The exosome digests were analyzed with an Orbitrap Fusion Lumos mass spectrometer (Thermo Fisher Scientific) using the similar settings except that the MS2 analysis was performed in Orbitrap.

Proteomics data analysis

The mass spectrometric data was processed using Comet based Trans-Proteomic Pipeline (TPP)53, 54. Raw machine output files of MS/MS spectra were converted to mzXML files and searched with comet (2014.02 rev. 2) against the Uniprot human database with the addition of yeast invertase 2. The parameters for database search were as follows: static modifications: carboxamidomethylation on cysteine, light dimethyl on N-terminus and lysine; dynamic modifications: oxidation on methionine, difference between light and heavy dimethyl labeled on N-terminus and lysine. Peptide identifications were assigned probability by PeptideProphet. Only peptides with a FDR ≤ 1% were included for protein identification and quantification.
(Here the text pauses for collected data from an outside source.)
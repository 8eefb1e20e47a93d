mod errors;
mod result_record;
mod search_config;
mod search_response;

pub use errors::{ConfigError, ExportError, SearchError, SubmissionError};
pub use result_record::ResultRecord;
pub use search_config::SearchConfig;
pub use search_response::{SearchPage, SearchResponse};
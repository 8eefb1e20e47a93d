use std::fs::File;
use std::path::{Path, PathBuf};

use crate::core::models::{ExportError, ResultRecord};
use crate::global_constants;

pub struct CsvExportSink {
    export_path: PathBuf,
}

impl CsvExportSink {
    pub fn new(export_path: impl Into<PathBuf>) -> Self {
        Self {
            export_path: export_path.into(),
        }
    }

    pub fn export_path(&self) -> &Path {
        &self.export_path
    }

    pub fn export(&self, records: &[ResultRecord]) -> Result<(), ExportError> {
        export_csv(records, &self.export_path)
    }
}

/// Writes a header row followed by one row per record.
pub fn export_csv(records: &[ResultRecord], path: &Path) -> Result<(), ExportError> {
    let file = File::create(path).map_err(|source| ExportError::Io {
        path: path.to_path_buf(),
        source,
    })?;

    let mut writer = csv::Writer::from_writer(file);
    writer.write_record(global_constants::CSV_HEADER)?;
    for record in records {
        writer.write_record([
            record.title.as_str(),
            record.link.as_str(),
            record.snippet.as_str(),
            record.published_date.as_deref().unwrap_or_default(),
        ])?;
    }
    writer.flush().map_err(|source| ExportError::Io {
        path: path.to_path_buf(),
        source,
    })?;

    log::info!(
        "{} Wrote {} record(s) to {:?}",
        global_constants::LOG_TAG_EXPORT,
        records.len(),
        path
    );
    Ok(())
}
Relative quantitation of heavy and light peptide abundance was performed with Xpress55 version 2.1. Proteins present in sample were inferred using ProteinProphet.

Functional annotation of the proteomics data was performed using the Database for Annotation, Visualization and Integrated Discovery (DAVID)56 tool from the National Institute of Allergy and Infectious Diseases (NIAID), NIH.